I especially appreciate her integration of the non-violent philosophies (or theologies?) of Gandhi and Martin Luther King. Actually the roots of this type of thinking are deeper in Christianity than most people realize. Groups like the Anabaptists, Quakers, and even the Jehovah's Witnesses, are often just considered eccentric by mainstream Christians, but there is true depth to their theology and a greater affinity to biblical thought then is generally recognized. Non-violent theology goes back a long way. In the case of the Anabaptists, it dates to the days of the Reformation. Threads go back to the earliest days of Christianity. Baha'is form another tradition which comes to very similar theological conclusions. Their origins are primarily in Shiite Islam, from which they split in the nineteenth century, showing again the universality of the origins of these strains of thought.

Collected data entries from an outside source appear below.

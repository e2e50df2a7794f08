// SPDX-License-Identifier: MIT
// Copyright 2026 Roland Dreier <roland@rolandd.dev>

//! Stored Google credentials.

use chrono::{DateTime, Duration, Utc};
use serde::{Deserialize, Serialize};

/// Credential document stored in the `users` collection, keyed by email.
#[derive(Debug, Clone, PartialEq, Serialize, Deserialize)]
pub struct UserCredential {
    /// Google account email (also used as document ID)
    pub email: String,
    /// Token bundle from the last OAuth exchange
    #[serde(default, skip_serializing_if = "Option::is_none")]
    pub google_tokens: Option<GoogleTokens>,
    /// Last write from the OAuth callback (ISO 8601)
    pub updated_at: String,
}

/// Token bundle as returned by Google's token endpoint.
#[derive(Debug, Clone, PartialEq, Serialize, Deserialize)]
pub struct GoogleTokens {
    pub access_token: String,
    /// Only present when consent was granted with `access_type=offline`
    #[serde(default, skip_serializing_if = "Option::is_none")]
    pub refresh_token: Option<String>,
    /// Lifetime in seconds at issue time
    #[serde(default, skip_serializing_if = "Option::is_none")]
    pub expires_in: Option<i64>,
    /// Absolute expiry (ISO 8601), derived from `expires_in` when stored
    #[serde(default, skip_serializing_if = "Option::is_none")]
    pub expires_at: Option<String>,
    /// Space separated granted scopes
    #[serde(default, skip_serializing_if = "Option::is_none")]
    pub scope: Option<String>,
    #[serde(default, skip_serializing_if = "Option::is_none")]
    pub token_type: Option<String>,
    #[serde(default, skip_serializing_if = "Option::is_none")]
    pub id_token: Option<String>,
}

impl GoogleTokens {
    /// Fill in `expires_at` relative to `issued_at` if the provider gave a lifetime.
    pub fn with_expiry_from(mut self, issued_at: DateTime<Utc>) -> Self {
        if self.expires_at.is_none() {
            self.expires_at = self
                .expires_in
                .and_then(|secs| expiry_after(issued_at, secs))
                .map(crate::time_utils::format_utc_rfc3339);
        }
        self
    }

    /// Parsed `expires_at`. Unparseable values are treated as absent.
    pub fn expiry(&self) -> Option<DateTime<Utc>> {
        let raw = self.expires_at.as_deref()?;
        match DateTime::parse_from_rfc3339(raw) {
            Ok(dt) => Some(dt.with_timezone(&Utc)),
            Err(e) => {
                tracing::warn!(error = %e, expires_at = raw, "Ignoring unparseable token expiry");
                None
            }
        }
    }

    /// Granted scopes as a list.
    pub fn scopes(&self) -> Vec<String> {
        self.scope
            .as_deref()
            .map(|s| s.split_whitespace().map(str::to_string).collect())
            .unwrap_or_default()
    }
}

/// `issued_at + lifetime_secs`, or `None` if the lifetime is out of range.
pub fn expiry_after(issued_at: DateTime<Utc>, lifetime_secs: i64) -> Option<DateTime<Utc>> {
    Duration::try_seconds(lifetime_secs).and_then(|d| issued_at.checked_add_signed(d))
}

/// Access credential ready for use against Google APIs.
#[derive(Debug, Clone, PartialEq)]
pub struct ValidCredential {
    pub access_token: String,
    pub refresh_token: Option<String>,
    pub expires_at: Option<DateTime<Utc>>,
    pub scopes: Vec<String>,
}

impl ValidCredential {
    /// Whether the access token is expired (or within `margin` of expiring).
    ///
    /// A credential without an expiry never counts as expired.
    pub fn is_expired(&self, now: DateTime<Utc>, margin: Duration) -> bool {
        self.expires_at.is_some_and(|exp| now + margin >= exp)
    }
}

impl From<&GoogleTokens> for ValidCredential {
    fn from(tokens: &GoogleTokens) -> Self {
        Self {
            access_token: tokens.access_token.clone(),
            refresh_token: tokens.refresh_token.clone(),
            expires_at: tokens.expiry(),
            scopes: tokens.scopes(),
        }
    }
}
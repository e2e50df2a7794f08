// SPDX-License-Identifier: MIT
// Copyright 2026 Roland Dreier <roland@rolandd.dev>

//! Calendar Alarm API Server
//!
//! Lets users sign in with Google, browse upcoming calendar events, and set
//! custom alarm lead times per event.

use calendar_alarm::{config::Config, db::Store, services::GoogleClient, AppState};
use std::sync::Arc;
use tracing_subscriber::{layer::SubscriberExt, util::SubscriberInitExt};

#[tokio::main]
async fn main() -> Result<(), Box<dyn std::error::Error>> {
    // Initialize structured JSON logging
    init_logging()?;

    // Load configuration from environment
    let config = Config::from_env()?;
    tracing::info!(port = config.port, "Starting Calendar Alarm API");

    if !config.oauth_configured() {
        tracing::warn!("GOOGLE_CLIENT_ID is not set; login will fail until it is configured");
    }

    // Connect the document store
    let store = Store::connect(&config).await?;

    // Google OAuth + Calendar client
    let google = Arc::new(GoogleClient::new(&config)?);
    tracing::info!(
        timeout_secs = config.http_timeout.as_secs(),
        max_retries = config.http_max_retries,
        "Google client initialized"
    );

    let state = Arc::new(AppState::new(config.clone(), store, google));

    // Build router
    let app = calendar_alarm::routes::create_router(state);

    // Start server
    let addr = format!("0.0.0.0:{}", config.port);
    let listener = tokio::net::TcpListener::bind(&addr).await?;
    tracing::info!(address = %addr, "Server listening");

    axum::serve(listener, app)
        .with_graceful_shutdown(shutdown_signal())
        .await?;

    tracing::info!("Server stopped");
    Ok(())
}

/// Initialize structured JSON logging.
fn init_logging() -> Result<(), Box<dyn std::error::Error>> {
    let format = tracing_subscriber::fmt::layer()
        .json()
        .with_target(false)
        .with_current_span(true)
        .flatten_event(true);

    tracing_subscriber::registry()
        .with(
            tracing_subscriber::EnvFilter::from_default_env()
                .add_directive("calendar_alarm=debug".parse()?)
                .add_directive("info".parse()?),
        )
        .with(format)
        .init();
    Ok(())
}

/// Resolve on Ctrl-C so in-flight requests can finish.
async fn shutdown_signal() {
    if let Err(e) = tokio::signal::ctrl_c().await {
        tracing::error!(error = %e, "Failed to listen for shutdown signal");
        std::future::pending::<()>().await;
    }
    tracing::info!("Shutdown signal received");
}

It seems to me that Sawyer is quite correct in pointing to the fact that the great religious traditions converge on the question of hospitality. She has identified a very singular point in their respective theologies. It is precisely at the point of hospitality, broadly and deeply defined in her book, that the tension between community and fairness, a tension which pervades questions of social morality, can begin to be overcome. It is the point at which the community is receptive to others and reaches beyond itself to enlarge itself and its justice. Of course, this is where the great traditions converge. Without similar answers at this point, they would be incapable of bringing about the moral ordering of society and would therefore not be, by definition, great spiritual traditions.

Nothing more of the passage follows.